● **Excerpts from a dataset**
--- START ---
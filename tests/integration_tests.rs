//! Integration tests
//!
//! Drive the webhook service router end to end with a fake code issuer

use async_trait::async_trait;
use axum::{
    body::Body,
    http::{Request, StatusCode},
    Router,
};
use botads::config::Settings;
use botads::services::CodeIssuer;
use botads::{create_router, sign_payload, ApiError, BotadsError, BotadsResult, CodeResponse};
use std::collections::HashMap;
use std::sync::{Arc, Mutex};
use tower::ServiceExt;

const SECRET: &str = "bot-token-for-integration-tests";

/// Canned outcome returned by the fake issuer
#[derive(Clone, Copy)]
enum Outcome {
    Issued,
    RateLimited,
    Malformed,
}

struct FakeIssuer {
    outcome: Outcome,
    calls: Mutex<Vec<(i64, String)>>,
}

impl FakeIssuer {
    fn new(outcome: Outcome) -> Arc<Self> {
        Arc::new(Self {
            outcome,
            calls: Mutex::new(Vec::new()),
        })
    }
}

#[async_trait]
impl CodeIssuer for FakeIssuer {
    async fn create_code(&self, bot_id: i64, user_tg_id: &str) -> BotadsResult<CodeResponse> {
        self.calls.lock().unwrap().push((bot_id, user_tg_id.to_string()));
        match self.outcome {
            Outcome::Issued => Ok(CodeResponse {
                code: "abc123".to_string(),
                expires_in: 300,
                expires_at: "2024-01-01T00:05:00Z".to_string(),
            }),
            Outcome::RateLimited => Err(BotadsError::Api(ApiError::new(
                429,
                "RATE_LIMITED",
                "slow down",
                None,
            ))),
            Outcome::Malformed => {
                Err(serde_json::from_str::<CodeResponse>("{}").unwrap_err().into())
            }
        }
    }
}

fn create_test_settings(extra: &[(&str, &str)]) -> Settings {
    let mut vars: HashMap<String, String> = HashMap::new();
    vars.insert("BOTADS_API_TOKEN".to_string(), SECRET.to_string());
    vars.insert("BOTADS_BOT_ID".to_string(), "42".to_string());
    vars.insert("MAX_BODY_SIZE".to_string(), "1024".to_string());
    for (key, value) in extra {
        vars.insert(key.to_string(), value.to_string());
    }
    Settings::from_lookup(|key| vars.get(key).cloned()).expect("Failed to create test settings")
}

fn create_app(outcome: Outcome) -> (Router, Arc<FakeIssuer>) {
    let issuer = FakeIssuer::new(outcome);
    let app = create_router(create_test_settings(&[]), issuer.clone())
        .expect("Failed to create router");
    (app, issuer)
}

fn webhook_request(body: &str, signature: Option<&str>) -> Request<Body> {
    let mut builder = Request::builder()
        .method("POST")
        .uri("/webhook")
        .header("content-type", "application/json");
    if let Some(signature) = signature {
        builder = builder.header("X-Signature", signature);
    }
    builder.body(Body::from(body.to_string())).unwrap()
}

async fn body_json(response: axum::response::Response) -> serde_json::Value {
    let body = axum::body::to_bytes(response.into_body(), usize::MAX).await.unwrap();
    serde_json::from_slice(&body).unwrap()
}

#[tokio::test]
async fn test_health_check_endpoint() {
    let (app, _) = create_app(Outcome::Issued);

    let request = Request::builder().uri("/health").body(Body::empty()).unwrap();
    let response = app.oneshot(request).await.unwrap();

    assert_eq!(response.status(), StatusCode::OK);
    let health = body_json(response).await;
    assert_eq!(health["status"], "healthy");
    assert_eq!(health["service"], "botads");
    assert!(health["timestamp"].is_string());
}

#[tokio::test]
async fn test_webhook_accepts_signed_body() {
    let (app, _) = create_app(Outcome::Issued);
    let body = r#"{"event":"rewarded","user_tg_id":"7","data":{"campaign":"c1"}}"#;
    let signature = sign_payload(body.as_bytes(), SECRET).unwrap();

    let response = app.oneshot(webhook_request(body, Some(&signature))).await.unwrap();

    assert_eq!(response.status(), StatusCode::OK);
    assert_eq!(body_json(response).await, serde_json::json!({"status": "ok"}));
}

#[tokio::test]
async fn test_webhook_accepts_unknown_event() {
    let (app, _) = create_app(Outcome::Issued);
    let body = r#"{"event":"impression","user_tg_id":"7"}"#;
    let signature = sign_payload(body.as_bytes(), SECRET).unwrap();

    let response = app.oneshot(webhook_request(body, Some(&signature))).await.unwrap();

    assert_eq!(response.status(), StatusCode::OK);
}

#[tokio::test]
async fn test_webhook_rejects_bad_signature() {
    let (app, _) = create_app(Outcome::Issued);
    let body = r#"{"event":"rewarded","user_tg_id":"7"}"#;
    let signature = sign_payload(body.as_bytes(), "some-other-secret").unwrap();

    let response = app.oneshot(webhook_request(body, Some(&signature))).await.unwrap();

    assert_eq!(response.status(), StatusCode::UNAUTHORIZED);
    let error = body_json(response).await;
    assert_eq!(error["error"]["type"], "authentication_error");
}

#[tokio::test]
async fn test_webhook_rejects_missing_signature() {
    let (app, _) = create_app(Outcome::Issued);
    let body = r#"{"event":"rewarded","user_tg_id":"7"}"#;

    let response = app.oneshot(webhook_request(body, None)).await.unwrap();

    assert_eq!(response.status(), StatusCode::UNAUTHORIZED);
}

#[tokio::test]
async fn test_webhook_bad_signature_wins_over_bad_body() {
    let (app, _) = create_app(Outcome::Issued);

    let response = app
        .oneshot(webhook_request("not json", Some("deadbeef")))
        .await
        .unwrap();

    assert_eq!(response.status(), StatusCode::UNAUTHORIZED);
}

#[tokio::test]
async fn test_webhook_rejects_malformed_signed_body() {
    let (app, _) = create_app(Outcome::Issued);
    let body = r#"{"event":"rewarded"}"#;
    let signature = sign_payload(body.as_bytes(), SECRET).unwrap();

    let response = app.oneshot(webhook_request(body, Some(&signature))).await.unwrap();

    assert_eq!(response.status(), StatusCode::BAD_REQUEST);
    let error = body_json(response).await;
    assert_eq!(error["error"]["type"], "invalid_request_error");
}

#[tokio::test]
async fn test_webhook_custom_signature_header() {
    let settings = create_test_settings(&[
        ("BOTADS_SIGNATURE_HEADER", "X-Botads-Signature"),
        ("BOTADS_WEBHOOK_SECRET", "dedicated-secret"),
    ]);
    let app = create_router(settings, FakeIssuer::new(Outcome::Issued)).unwrap();
    let body = r#"{"event":"direct_link","user_tg_id":"7"}"#;
    let signature = sign_payload(body.as_bytes(), "dedicated-secret").unwrap();

    let request = Request::builder()
        .method("POST")
        .uri("/webhook")
        .header("X-Botads-Signature", signature)
        .body(Body::from(body))
        .unwrap();
    let response = app.oneshot(request).await.unwrap();

    assert_eq!(response.status(), StatusCode::OK);
}

#[tokio::test]
async fn test_webhook_body_limit() {
    let (app, _) = create_app(Outcome::Issued);
    let body = "x".repeat(4096);

    let request = Request::builder()
        .method("POST")
        .uri("/webhook")
        .header("content-length", body.len())
        .header("X-Signature", sign_payload(body.as_bytes(), SECRET).unwrap())
        .body(Body::from(body))
        .unwrap();
    let response = app.oneshot(request).await.unwrap();

    assert_eq!(response.status(), StatusCode::PAYLOAD_TOO_LARGE);
}

fn codes_request(body: &str) -> Request<Body> {
    Request::builder()
        .method("POST")
        .uri("/codes")
        .header("content-type", "application/json")
        .body(Body::from(body.to_string()))
        .unwrap()
}

#[tokio::test]
async fn test_codes_endpoint_issues_code() {
    let (app, issuer) = create_app(Outcome::Issued);

    let response = app.oneshot(codes_request(r#"{"user_tg_id":"7"}"#)).await.unwrap();

    assert_eq!(response.status(), StatusCode::OK);
    let issued = body_json(response).await;
    assert_eq!(issued["code"], "abc123");
    assert_eq!(issued["expires_in"], 300);
    assert_eq!(issued["expires_at"], "2024-01-01T00:05:00Z");
    assert_eq!(issued["direct_link"], "https://botads.me/abc123");
    assert_eq!(*issuer.calls.lock().unwrap(), vec![(42, "7".to_string())]);
}

#[tokio::test]
async fn test_codes_endpoint_surfaces_api_error() {
    let (app, _) = create_app(Outcome::RateLimited);

    let response = app.oneshot(codes_request(r#"{"user_tg_id":"7"}"#)).await.unwrap();

    assert_eq!(response.status(), StatusCode::BAD_GATEWAY);
    let error = body_json(response).await;
    assert_eq!(error["error"]["type"], "api_error");
    assert_eq!(error["error"]["code"], "RATE_LIMITED");
}

#[tokio::test]
async fn test_codes_endpoint_malformed_upstream() {
    let (app, _) = create_app(Outcome::Malformed);

    let response = app.oneshot(codes_request(r#"{"user_tg_id":"7"}"#)).await.unwrap();

    assert_eq!(response.status(), StatusCode::BAD_GATEWAY);
}

#[tokio::test]
async fn test_codes_endpoint_rejects_empty_user() {
    let (app, issuer) = create_app(Outcome::Issued);

    let response = app.oneshot(codes_request(r#"{"user_tg_id":"  "}"#)).await.unwrap();

    assert_eq!(response.status(), StatusCode::BAD_REQUEST);
    assert!(issuer.calls.lock().unwrap().is_empty());
}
--- END ---
● **INSTRUCTIONS FOR THE TASK**
Where a line of the records includes "BotadsResult", copy it.

● **SOLUTION TO THIS TASK**
use botads::{create_router, sign_payload, ApiError, BotadsError, BotadsResult, CodeResponse};
    async fn create_code(&self, bot_id: i64, user_tg_id: &str) -> BotadsResult<CodeResponse> {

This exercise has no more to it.